Dari keterangan yang dari dijelaskan oleh antara pengarang kitab al-Bajuri tersebut, didapat satu kesimpulan, bahwa untuk memenuhi kebutuhan-kebutuhan yang sangat mendesak seperti pengobatan (at-tadawi) sekalipun pembolehan sekedar melihat perempuan ajnabiyyah terbatas sekali dan masih harus disertai syarat-syarat yang ketat.

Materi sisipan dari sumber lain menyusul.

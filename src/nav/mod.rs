//! Keyboard navigation mode detection.
//!
//! A per-document state machine that derives "is the user navigating with
//! the keyboard" from three capture-phase streams: augmented focus arrivals,
//! raw pointer presses, and raw key presses. Subscribers are notified on
//! every flip of the boolean mode; the machine attaches its listeners only
//! while it has subscribers.

mod detector;
mod dismiss;
mod handlers;

pub use detector::{ModeListener, NavigationDetector};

Apalagi untuk hal-hal yang tidak bisa dikategorikan sebagai kebutuhan yang dibenarkan (al-hajat).
Sementara pacaran, baik yang diteruskan ke jenjang pernikahan maupun yang tidak, meski di mata sekelompok orang tertentu dianggap satu kewajaran yang sulit dipertanggungjawabkan alasannya, menurut syariat secara tegas dinyatakan bukan sebagai satu hal yang wajar, lebih-lebih sebagai satu kebutuhan.
Karena itu, dengan tegas pula syariat tidak memperbolehkan adanya pacaran yang lazimnya sangat mungkin tidak dilakukan dengan hanya pandang memandang, tapi lebih jauh lagi. semisal bersentuhan dan atau bahkan sampai pada keadaan khalwat, menyendiri berduaan.
Dengan demikian, pacaran tersebut dalam praktiknya menimbulkan satu dan atau beberapa bentuk penyimpangan yang sudah barang tentu tidak bisa dibenarkan. Toh, untuk keperluan pernikahan sebagaimana yang Anda maksudkan, syariat telah memberikan satu solusi dengan diperbolehkannya khitbah yang bertujuan agar seorang lelaki bisa mengenali keberadaan perempuan calon istrinya
Selanjutnya mengenai manfaat dan akibat dari pacaran, saya kira sudah jelas sehingga tidak perlu lagi saya jelaskan.